Recentemente, David Brooks, articulista do New York Times, escreveu que "O principal motor dos eventos neste momento não é apenas a globalização – a integração de empresas e povos. É também uma disputa entre culturas pelo poder de consagração, o poder de definir o certo e o errado. Hegemonias em ascensão como o Irã e os Estados Unidos enxergam a si mesmas não apenas como nações mas também como movimentos morais
Jung Mo Sung *
Recentemente, David Brooks, articulista do New York Times, escreveu que "O principal motor dos eventos neste momento não é apenas a globalização – a integração de empresas e povos. É também uma disputa entre culturas pelo poder de consagração, o poder de definir o certo e o errado. Hegemonias em ascensão como o Irã e os Estados Unidos enxergam a si mesmas não apenas como nações mas também como movimentos morais" (NYT, 03/09/2006, reproduzido no O Estado de São Paulo, 10/09/2006)
Nessa citação, podemos perceber três níveis distintos mas interligados onde se dão as principais lutas ou conflitos no atual sistema mundial. O primeiro é o da globalização econômica onde os poderes estão concentrados em três pólos – EUA, Comunidade Européia e Japão, que detêm dois terços do PIB mundial -, com a China buscando o seu lugar nesse pequeno e seleto "clube". É o "lugar" onde se dá não somente a integração de empresas e povos, mas também a exclusão de grandes setores da população; lugar onde funciona a lógica da integração-exclusão movida pelo capital. O segundo é um que está implícito na frase de Brooks: o militar. Nesse nível temos o predomínio absoluto dos Estados Unidos no campo militar e ele coloca o Irã como o representante do único "campo" que pretende desafiar esse poderio militar. O terceiro é o da "batalha no campo moral".
Cada vez mais, analistas de diversas áreas e opções político-ideológicas estão reconhecendo que os modos tradicional e moderno de definir o bem e o mal, o certo e o errado, não estão mais funcionando para os desafios do nosso tempo.

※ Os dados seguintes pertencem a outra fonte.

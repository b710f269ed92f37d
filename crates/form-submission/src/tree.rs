//! Flat submitted pairs to a nested value tree.

use form_path::{MalformedPath, Path, Segment};
use indexmap::IndexSet;

use crate::diagnostic::Diagnostic;
use crate::value::{FileHandle, Fields, NodeKind, Scalar, Value};

/// A control value as collected from the form.
#[derive(Debug, Clone, PartialEq)]
pub enum FieldValue {
    Text(String),
    Bool(bool),
    File(FileHandle),
}

impl From<FieldValue> for Scalar {
    fn from(v: FieldValue) -> Self {
        match v {
            FieldValue::Text(s) => Scalar::Text(s),
            FieldValue::Bool(b) => Scalar::Bool(b),
            FieldValue::File(f) => Scalar::File(f),
        }
    }
}

impl From<&str> for FieldValue {
    fn from(s: &str) -> Self {
        FieldValue::Text(s.to_string())
    }
}

impl From<String> for FieldValue {
    fn from(s: String) -> Self {
        FieldValue::Text(s)
    }
}

impl From<bool> for FieldValue {
    fn from(b: bool) -> Self {
        FieldValue::Bool(b)
    }
}

impl From<FileHandle> for FieldValue {
    fn from(f: FileHandle) -> Self {
        FieldValue::File(f)
    }
}

/// One `(name, value)` pair, in document order.
#[derive(Debug, Clone, PartialEq)]
pub struct FormPair {
    pub name: String,
    pub value: FieldValue,
}

impl FormPair {
    pub fn new(name: impl Into<String>, value: impl Into<FieldValue>) -> Self {
        Self {
            name: name.into(),
            value: value.into(),
        }
    }
}

impl<N: Into<String>, V: Into<FieldValue>> From<(N, V)> for FormPair {
    fn from((name, value): (N, V)) -> Self {
        FormPair::new(name, value)
    }
}

/// The tree built from one submission.
#[derive(Debug, Clone, PartialEq)]
pub struct ParsedForm {
    pub root: Value,
    /// Paths present in the input, deduplicated, in first-arrival order.
    pub touched: Vec<Path>,
    pub diagnostics: Vec<Diagnostic>,
}

/// Incremental tree builder. Feed pairs in document order, then [`finish`](Self::finish).
#[derive(Debug, Default)]
pub struct TreeBuilder {
    root: Option<Value>,
    touched: IndexSet<Path>,
    diagnostics: Vec<Diagnostic>,
}

impl TreeBuilder {
    pub fn new() -> Self {
        Self::default()
    }

    pub fn push(&mut self, pair: &FormPair) {
        let path = match form_path::parse(&pair.name) {
            Ok(path) if !path.is_root() => path,
            Ok(_) => return self.malformed(&pair.name, MalformedPath::EmptySegment),
            Err(error) => return self.malformed(&pair.name, error),
        };

        let repeated = self.touched.contains(&path);
        let root = self.root.get_or_insert_with(|| match path.first() {
            Some(Segment::Index(_)) => Value::List(Vec::new()),
            _ => Value::Object(Fields::new()),
        });

        let mut conflicts = Vec::new();
        insert(root, &path, pair.value.clone().into(), repeated, &mut conflicts);
        for (at, previous) in conflicts {
            tracing::warn!(path = %at, previous = %previous, "conflicting field kinds, later value wins");
            self.diagnostics.push(Diagnostic::ConflictingPath { path: at, previous });
        }
        self.touched.insert(path);
    }

    pub fn finish(self) -> ParsedForm {
        ParsedForm {
            root: self.root.unwrap_or_else(Value::empty_object),
            touched: self.touched.into_iter().collect(),
            diagnostics: self.diagnostics,
        }
    }

    fn malformed(&mut self, name: &str, error: MalformedPath) {
        tracing::warn!(field = name, error = %error, "skipping malformed field name");
        self.diagnostics.push(Diagnostic::MalformedPath {
            name: name.to_string(),
            error,
        });
    }
}

/// Build a tree from pairs in document order.
///
/// # Example
///
/// ```
/// use form_submission::{build_tree, FormPair};
/// use serde_json::json;
///
/// let pairs = [
///     FormPair::new("email", "a@b.com"),
///     FormPair::new("tasks[0].name", "buy milk"),
/// ];
/// let parsed = build_tree(&pairs);
/// assert_eq!(
///     serde_json::Value::from(&parsed.root),
///     json!({"email": "a@b.com", "tasks": [{"name": "buy milk"}]})
/// );
/// ```
pub fn build_tree<'a>(pairs: impl IntoIterator<Item = &'a FormPair>) -> ParsedForm {
    let mut builder = TreeBuilder::new();
    for pair in pairs {
        builder.push(pair);
    }
    builder.finish()
}

fn insert(
    root: &mut Value,
    path: &Path,
    scalar: Scalar,
    repeated: bool,
    conflicts: &mut Vec<(Path, NodeKind)>,
) {
    let mut node = root;
    for (depth, segment) in path.iter().enumerate() {
        let Some(next) = descend(node, segment, path, depth, conflicts) else {
            return;
        };
        node = next;
    }
    assign(node, scalar, repeated, path, conflicts);
}

/// Step into the child named by `segment`, coercing `node` into the matching
/// container kind and creating the child slot if missing.
fn descend<'a>(
    node: &'a mut Value,
    segment: &Segment,
    path: &Path,
    depth: usize,
    conflicts: &mut Vec<(Path, NodeKind)>,
) -> Option<&'a mut Value> {
    let wanted = match segment {
        Segment::Key(_) => NodeKind::Object,
        Segment::Index(_) => NodeKind::List,
    };
    if node.kind() != wanted {
        if !node.is_null() {
            conflicts.push((Path::new(path.segments()[..depth].to_vec()), node.kind()));
        }
        *node = match segment {
            Segment::Key(_) => Value::Object(Fields::new()),
            Segment::Index(_) => Value::List(Vec::new()),
        };
    }
    match (node, segment) {
        (Value::Object(fields), Segment::Key(key)) => Some(fields.entry(key.clone()).or_insert(Value::Null)),
        (Value::List(items), Segment::Index(index)) => {
            if items.len() <= *index {
                items.resize(index.checked_add(1)?, Value::Null);
            }
            items.get_mut(*index)
        }
        _ => None,
    }
}

fn assign(
    slot: &mut Value,
    scalar: Scalar,
    repeated: bool,
    path: &Path,
    conflicts: &mut Vec<(Path, NodeKind)>,
) {
    let incoming = Value::Scalar(scalar);
    match slot {
        Value::Null => *slot = incoming,
        // Checkbox groups and multi-selects submit the same name repeatedly.
        Value::Scalar(_) if repeated => {
            let first = std::mem::replace(slot, Value::Null);
            *slot = Value::List(vec![first, incoming]);
        }
        Value::List(items) if repeated => items.push(incoming),
        Value::Scalar(_) => *slot = incoming,
        _ => {
            conflicts.push((path.clone(), slot.kind()));
            *slot = incoming;
        }
    }
}

#[cfg(test)]
mod tests {
    use super::*;
    use serde_json::json;

    fn tree(pairs: &[(&str, &str)]) -> ParsedForm {
        let pairs: Vec<FormPair> = pairs.iter().map(|&p| FormPair::from(p)).collect();
        build_tree(&pairs)
    }

    fn json_of(parsed: &ParsedForm) -> serde_json::Value {
        serde_json::Value::from(&parsed.root)
    }

    #[test]
    fn test_nested_objects_and_lists() {
        let parsed = tree(&[
            ("tasks[0].name", "a"),
            ("tasks[0].tags[0]", "x"),
            ("tasks[1].name", "b"),
            ("owner.address.city", "Oslo"),
        ]);
        assert_eq!(
            json_of(&parsed),
            json!({
                "tasks": [{"name": "a", "tags": ["x"]}, {"name": "b"}],
                "owner": {"address": {"city": "Oslo"}}
            })
        );
        assert!(parsed.diagnostics.is_empty());
    }

    #[test]
    fn test_repeated_name_promotes_to_list() {
        let parsed = tree(&[("topics", "rust"), ("topics", "forms"), ("topics", "web")]);
        assert_eq!(json_of(&parsed), json!({"topics": ["rust", "forms", "web"]}));
        assert_eq!(parsed.touched.len(), 1);
    }

    #[test]
    fn test_sparse_list_is_padded() {
        let parsed = tree(&[("tasks[2].name", "c")]);
        assert_eq!(json_of(&parsed), json!({"tasks": [null, null, {"name": "c"}]}));
    }

    #[test]
    fn test_index_past_limit_is_skipped() {
        let max = format!("a[{}]", usize::MAX);
        let pairs = [FormPair::new("a[0]", "keep"), FormPair::new(max.as_str(), "x")];
        let parsed = build_tree(&pairs);
        assert_eq!(json_of(&parsed), json!({"a": ["keep"]}));
        assert!(matches!(
            parsed.diagnostics.as_slice(),
            [Diagnostic::MalformedPath { error: MalformedPath::IndexTooLarge(_), .. }]
        ));
    }

    #[test]
    fn test_huge_index_does_not_pad() {
        let parsed = tree(&[("a[4000000000]", "x"), ("b", "y")]);
        assert_eq!(json_of(&parsed), json!({"b": "y"}));
        assert_eq!(parsed.diagnostics.len(), 1);
    }

    #[test]
    fn test_index_at_limit_is_padded() {
        let name = format!("a[{}]", form_path::MAX_LIST_INDEX);
        let pairs = [FormPair::new(name.as_str(), "x")];
        let parsed = build_tree(&pairs);
        let list = parsed.root.get(&form_path::parse("a").unwrap()).and_then(Value::as_list).unwrap();
        assert_eq!(list.len(), form_path::MAX_LIST_INDEX + 1);
        assert!(parsed.diagnostics.is_empty());
    }

    #[test]
    fn test_top_level_list_form() {
        let parsed = tree(&[("[0].title", "a"), ("[1].title", "b")]);
        assert_eq!(json_of(&parsed), json!([{"title": "a"}, {"title": "b"}]));
    }

    #[test]
    fn test_conflicting_container_last_write_wins() {
        let parsed = tree(&[("a.b", "1"), ("a[0]", "2")]);
        assert_eq!(json_of(&parsed), json!({"a": ["2"]}));
        assert_eq!(
            parsed.diagnostics,
            vec![Diagnostic::ConflictingPath {
                path: form_path::parse("a").unwrap(),
                previous: NodeKind::Object,
            }]
        );
    }

    #[test]
    fn test_scalar_then_container_conflict() {
        let parsed = tree(&[("a", "1"), ("a.b", "2")]);
        assert_eq!(json_of(&parsed), json!({"a": {"b": "2"}}));
        assert_eq!(parsed.diagnostics.len(), 1);
    }

    #[test]
    fn test_container_then_scalar_conflict() {
        let parsed = tree(&[("a.b", "1"), ("a", "2")]);
        assert_eq!(json_of(&parsed), json!({"a": "2"}));
        assert!(matches!(
            parsed.diagnostics.as_slice(),
            [Diagnostic::ConflictingPath { previous: NodeKind::Object, .. }]
        ));
    }

    #[test]
    fn test_malformed_pair_is_skipped() {
        let parsed = tree(&[("email", "a@b.com"), ("tasks[", "x"), ("", "y")]);
        assert_eq!(json_of(&parsed), json!({"email": "a@b.com"}));
        assert_eq!(parsed.diagnostics.len(), 2);
        assert_eq!(parsed.touched, vec![form_path::parse("email").unwrap()]);
    }

    #[test]
    fn test_empty_input_is_empty_object() {
        let pairs: [FormPair; 0] = [];
        let parsed = build_tree(&pairs);
        assert_eq!(parsed.root, Value::empty_object());
    }

    #[test]
    fn test_boolean_and_file_values() {
        let pairs = [
            FormPair::new("agree", true),
            FormPair::new("cv", FileHandle::new("cv.pdf", 10)),
        ];
        let parsed = build_tree(&pairs);
        assert_eq!(parsed.root.get(&form_path::parse("agree").unwrap()), Some(&Value::bool(true)));
        assert!(matches!(
            parsed.root.get(&form_path::parse("cv").unwrap()),
            Some(Value::Scalar(Scalar::File(_)))
        ));
    }
}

Estamos assistindo a crise da hegemonia do mundo capitalista construída em termos modernos de racionalidade e progresso. É preciso ter claro que essa crise da hegemonia cultural moderna não significa a crise do próprio sistema capitalista, mas o surgimento de um espaço de luta nesse campo em torno de novas formas hegemônicas de definição de valores morais e culturais.
O interessante a notar no texto de Brooks é que ele – como tantos outros – procura reduzir essa luta a dois pólos: os Estados Unidos, como defensor dos valores democráticos e liberais, e o Irã, como representante do irracionalismo religioso fundamentalista. Ele apresenta as diferenças entre essas culturas dessa forma: "Pessoas de sociedades de honra – nas quais alguém mata sua irmã porque ela foi maculada por um estupro – são diferentes daquelas de sociedades onde as pessoas são avaliadas pela suas intenções individuais. As que vivem em sociedades onde o passado domina o presente são diferente daquelas que vivem em sociedades onde o futuro domina o presente".
Dessa forma, esse tipo de pensamento procura reduzir as opções do mundo atual a dois caminhos: ou os valores norte-americanos ou os valores do fundamentalismo islâmico. Essa visão caricaturada do islamismo e também do próprio Estados Unidos revela a intenção de dizer que não há outro caminho viável para o futuro da humanidade e do atual sistema mundial a não ser o caminho liderado econômica, militar e moralmente pelos Estados Unidos.
Não quero discutir aqui os preconceitos e as falácias desse argumento, mas apontar para dois fatos: a) a importância da luta pela definição do que é certo ou errado, pela definição do quadro ético de referência, no atual momento da globalização; e b) a ausência da referência ao cristianismo – aos seus valores, à sua "cultura" ou a suas principais instituições – na análise dessa luta. As Igrejas cristãs – especialmente a Católica Romana – que sempre se apresentaram como "reserva moral" ou como a "mestra da moral" da sociedade não têm sido atores importantes ou significativos nesse "palco".
Se o cristianismo quiser ter um papel mais significativo nessa luta, eu penso que os seus líderes espirituais e teólogos precisam ter como interlocutor privilegiado o "mundo", e não somente a Igreja e o seu público interno. Pois, quem atua no "mundo" tem perguntas e questões diferentes das que pensam em função da Igreja, como também pede um método e uma linguagem teológicos e pastorais diferentes.